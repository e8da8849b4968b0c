//! Chase camera rig.
//!
//! Derives a camera pose from the vehicle's world transform each tick. Two
//! policies are supported:
//!
//! - [`ChasePolicy::SmoothedTrail`]: the camera eases toward a point behind
//!   the vehicle and always looks slightly ahead of it.
//! - [`ChasePolicy::SteeringSwing`]: the camera is placed rigidly behind the
//!   vehicle and swings sideways opposite to the steering angle.
//!
//! Local offsets use the vehicle frame: forward is -Z, so a positive Z offset
//! puts the camera behind the car.

use glam::{Quat, Vec3};
use serde::{Deserialize, Serialize};

use crate::error::{Result, ensure_finite, ensure_in_range, ensure_positive};

/// World transform of the followed vehicle.
#[derive(Clone, Copy, Debug, PartialEq)]
pub struct VehiclePose {
    pub position: Vec3,
    pub rotation: Quat,
}

impl VehiclePose {
    pub fn new(position: Vec3, rotation: Quat) -> Self {
        Self { position, rotation }
    }

    /// Transform a vehicle-local point to world space.
    pub fn transform_point(&self, local: Vec3) -> Vec3 {
        self.position + self.rotation * local
    }
}

/// Where the camera sits and what it looks at.
#[derive(Clone, Copy, Debug, PartialEq)]
pub struct CameraPose {
    pub position: Vec3,
    pub look_at: Vec3,
}

/// How the trailing camera closes the gap to its desired position.
#[derive(Clone, Copy, Debug, PartialEq, Serialize, Deserialize)]
#[serde(tag = "kind", rename_all = "snake_case")]
pub enum TrailSmoothing {
    /// `lerp(camera, desired, factor)` once per tick, regardless of frame time.
    ///
    /// Responsiveness therefore depends on the frame rate.
    PerFrame { factor: f32 },
    /// Frame-rate independent exponential approach: the remaining gap shrinks
    /// by `exp(-decay_rate * dt)` each tick.
    Exponential { decay_rate: f32 },
}

impl TrailSmoothing {
    /// Interpolation factor for a tick of `dt` seconds.
    pub fn factor(&self, dt: f32) -> f32 {
        match *self {
            TrailSmoothing::PerFrame { factor } => factor,
            TrailSmoothing::Exponential { decay_rate } => {
                let dt = if dt.is_finite() { dt.max(0.0) } else { 0.0 };
                1.0 - (-decay_rate * dt).exp()
            }
        }
    }

    fn validate(&self) -> Result<()> {
        match *self {
            TrailSmoothing::PerFrame { factor } => {
                ensure_positive("camera.smoothness", factor)?;
                ensure_in_range("camera.smoothness", factor, 0.0, 1.0)
            }
            TrailSmoothing::Exponential { decay_rate } => {
                ensure_positive("camera.decay_rate", decay_rate)
            }
        }
    }
}

/// Camera placement policy.
#[derive(Clone, Copy, Debug, PartialEq, Serialize, Deserialize)]
#[serde(tag = "policy", rename_all = "snake_case")]
pub enum ChasePolicy {
    SmoothedTrail { smoothing: TrailSmoothing },
    /// Lateral offset is `-steering * strength`.
    SteeringSwing { strength: f32 },
}

/// Configuration for [`ChaseCamera`].
#[derive(Clone, Copy, Debug, PartialEq, Serialize, Deserialize)]
#[serde(default)]
pub struct ChaseCameraConfig {
    /// Camera position in the vehicle frame.
    pub offset: Vec3,
    /// Look-at point in the vehicle frame.
    pub look_ahead: Vec3,
    pub policy: ChasePolicy,
}

impl Default for ChaseCameraConfig {
    fn default() -> Self {
        Self {
            offset: Vec3::new(0.0, 3.0, 8.0),
            look_ahead: Vec3::new(0.0, 0.0, -2.0),
            policy: ChasePolicy::SmoothedTrail {
                smoothing: TrailSmoothing::PerFrame { factor: 0.1 },
            },
        }
    }
}

impl ChaseCameraConfig {
    /// Rigid camera that swings with the steering.
    pub fn steering_swing(offset: Vec3, strength: f32) -> Self {
        Self {
            offset,
            policy: ChasePolicy::SteeringSwing { strength },
            ..Default::default()
        }
    }

    pub fn validate(&self) -> Result<()> {
        for (field, value) in [
            ("camera.offset.x", self.offset.x),
            ("camera.offset.y", self.offset.y),
            ("camera.offset.z", self.offset.z),
            ("camera.look_ahead.x", self.look_ahead.x),
            ("camera.look_ahead.y", self.look_ahead.y),
            ("camera.look_ahead.z", self.look_ahead.z),
        ] {
            ensure_finite(field, value)?;
        }
        match self.policy {
            ChasePolicy::SmoothedTrail { smoothing } => smoothing.validate(),
            ChasePolicy::SteeringSwing { strength } => {
                ensure_finite("camera.swing_strength", strength)
            }
        }
    }
}

/// Stateful chase camera.
#[derive(Clone, Debug)]
pub struct ChaseCamera {
    config: ChaseCameraConfig,
    last: Option<CameraPose>,
}

impl ChaseCamera {
    pub fn new(config: ChaseCameraConfig) -> Result<Self> {
        config.validate()?;
        Ok(Self { config, last: None })
    }

    pub fn config(&self) -> &ChaseCameraConfig {
        &self.config
    }

    /// The pose produced by the last successful update.
    pub fn last_pose(&self) -> Option<CameraPose> {
        self.last
    }

    /// Compute this tick's camera pose.
    ///
    /// `camera_position` is where the camera currently is; the trail policy
    /// eases from there. Returns `None` and leaves the state untouched when
    /// there is no vehicle to follow.
    pub fn update(
        &mut self,
        camera_position: Vec3,
        target: Option<VehiclePose>,
        steering: f32,
        dt: f32,
    ) -> Option<CameraPose> {
        let target = target?;
        let look_at = target.transform_point(self.config.look_ahead);

        let position = match self.config.policy {
            ChasePolicy::SmoothedTrail { smoothing } => {
                let desired = target.transform_point(self.config.offset);
                camera_position.lerp(desired, smoothing.factor(dt))
            }
            ChasePolicy::SteeringSwing { strength } => {
                let swing = -steering * strength;
                target.transform_point(self.config.offset + Vec3::X * swing)
            }
        };

        let pose = CameraPose { position, look_at };
        self.last = Some(pose);
        Some(pose)
    }
}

#### Exercise requirements
Each record above needs to be given again exactly as written.

#### Result of the exercise
repository e8da8849b4968b0c
//! Chase camera rig.
//!
//! Derives a camera pose from the vehicle's world transform each tick. Two
//! policies are supported:
//!
//! - [`ChasePolicy::SmoothedTrail`]: the camera eases toward a point behind
//!   the vehicle and always looks slightly ahead of it.
//! - [`ChasePolicy::SteeringSwing`]: the camera is placed rigidly behind the
//!   vehicle and swings sideways opposite to the steering angle.
//!
//! Local offsets use the vehicle frame: forward is -Z, so a positive Z offset
//! puts the camera behind the car.

use glam::{Quat, Vec3};
use serde::{Deserialize, Serialize};

use crate::error::{Result, ensure_finite, ensure_in_range, ensure_positive};

/// World transform of the followed vehicle.
#[derive(Clone, Copy, Debug, PartialEq)]
pub struct VehiclePose {
    pub position: Vec3,
    pub rotation: Quat,
}

impl VehiclePose {
    pub fn new(position: Vec3, rotation: Quat) -> Self {
        Self { position, rotation }
    }

    /// Transform a vehicle-local point to world space.
    pub fn transform_point(&self, local: Vec3) -> Vec3 {
        self.position + self.rotation * local
    }
}

/// Where the camera sits and what it looks at.
#[derive(Clone, Copy, Debug, PartialEq)]
pub struct CameraPose {
    pub position: Vec3,
    pub look_at: Vec3,
}

/// How the trailing camera closes the gap to its desired position.
#[derive(Clone, Copy, Debug, PartialEq, Serialize, Deserialize)]
#[serde(tag = "kind", rename_all = "snake_case")]
pub enum TrailSmoothing {
    /// `lerp(camera, desired, factor)` once per tick, regardless of frame time.
    ///
    /// Responsiveness therefore depends on the frame rate.
    PerFrame { factor: f32 },
    /// Frame-rate independent exponential approach: the remaining gap shrinks
    /// by `exp(-decay_rate * dt)` each tick.
    Exponential { decay_rate: f32 },
}

impl TrailSmoothing {
    /// Interpolation factor for a tick of `dt` seconds.
    pub fn factor(&self, dt: f32) -> f32 {
        match *self {
            TrailSmoothing::PerFrame { factor } => factor,
            TrailSmoothing::Exponential { decay_rate } => {
                let dt = if dt.is_finite() { dt.max(0.0) } else { 0.0 };
                1.0 - (-decay_rate * dt).exp()
            }
        }
    }

    fn validate(&self) -> Result<()> {
        match *self {
            TrailSmoothing::PerFrame { factor } => {
                ensure_positive("camera.smoothness", factor)?;
                ensure_in_range("camera.smoothness", factor, 0.0, 1.0)
            }
            TrailSmoothing::Exponential { decay_rate } => {
                ensure_positive("camera.decay_rate", decay_rate)
            }
        }
    }
}

/// Camera placement policy.
#[derive(Clone, Copy, Debug, PartialEq, Serialize, Deserialize)]
#[serde(tag = "policy", rename_all = "snake_case")]
pub enum ChasePolicy {
    SmoothedTrail { smoothing: TrailSmoothing },
    /// Lateral offset is `-steering * strength`.
    SteeringSwing { strength: f32 },
}

/// Configuration for [`ChaseCamera`].
#[derive(Clone, Copy, Debug, PartialEq, Serialize, Deserialize)]
#[serde(default)]
pub struct ChaseCameraConfig {
    /// Camera position in the vehicle frame.
    pub offset: Vec3,
    /// Look-at point in the vehicle frame.
    pub look_ahead: Vec3,
    pub policy: ChasePolicy,
}

impl Default for ChaseCameraConfig {
    fn default() -> Self {
        Self {
            offset: Vec3::new(0.0, 3.0, 8.0),
            look_ahead: Vec3::new(0.0, 0.0, -2.0),
            policy: ChasePolicy::SmoothedTrail {
                smoothing: TrailSmoothing::PerFrame { factor: 0.1 },
            },
        }
    }
}

impl ChaseCameraConfig {
    /// Rigid camera that swings with the steering.
    pub fn steering_swing(offset: Vec3, strength: f32) -> Self {
        Self {
            offset,
            policy: ChasePolicy::SteeringSwing { strength },
            ..Default::default()
        }
    }

    pub fn validate(&self) -> Result<()> {
        for (field, value) in [
            ("camera.offset.x", self.offset.x),
            ("camera.offset.y", self.offset.y),
            ("camera.offset.z", self.offset.z),
            ("camera.look_ahead.x", self.look_ahead.x),
            ("camera.look_ahead.y", self.look_ahead.y),
            ("camera.look_ahead.z", self.look_ahead.z),
        ] {
            ensure_finite(field, value)?;
        }
        match self.policy {
            ChasePolicy::SmoothedTrail { smoothing } => smoothing.validate(),
            ChasePolicy::SteeringSwing { strength } => {
                ensure_finite("camera.swing_strength", strength)
            }
        }
    }
}

/// Stateful chase camera.
#[derive(Clone, Debug)]
pub struct ChaseCamera {
    config: ChaseCameraConfig,
    last: Option<CameraPose>,
}

impl ChaseCamera {
    pub fn new(config: ChaseCameraConfig) -> Result<Self> {
        config.validate()?;
        Ok(Self { config, last: None })
    }

    pub fn config(&self) -> &ChaseCameraConfig {
        &self.config
    }

    /// The pose produced by the last successful update.
    pub fn last_pose(&self) -> Option<CameraPose> {
        self.last
    }

    /// Compute this tick's camera pose.
    ///
    /// `camera_position` is where the camera currently is; the trail policy
    /// eases from there. Returns `None` and leaves the state untouched when
    /// there is no vehicle to follow.
    pub fn update(
        &mut self,
        camera_position: Vec3,
        target: Option<VehiclePose>,
        steering: f32,
        dt: f32,
    ) -> Option<CameraPose> {
        let target = target?;
        let look_at = target.transform_point(self.config.look_ahead);

        let position = match self.config.policy {
            ChasePolicy::SmoothedTrail { smoothing } => {
                let desired = target.transform_point(self.config.offset);
                camera_position.lerp(desired, smoothing.factor(dt))
            }
            ChasePolicy::SteeringSwing { strength } => {
                let swing = -steering * strength;
                target.transform_point(self.config.offset + Vec3::X * swing)
            }
        };

        let pose = CameraPose { position, look_at };
        self.last = Some(pose);
        Some(pose)
    }
}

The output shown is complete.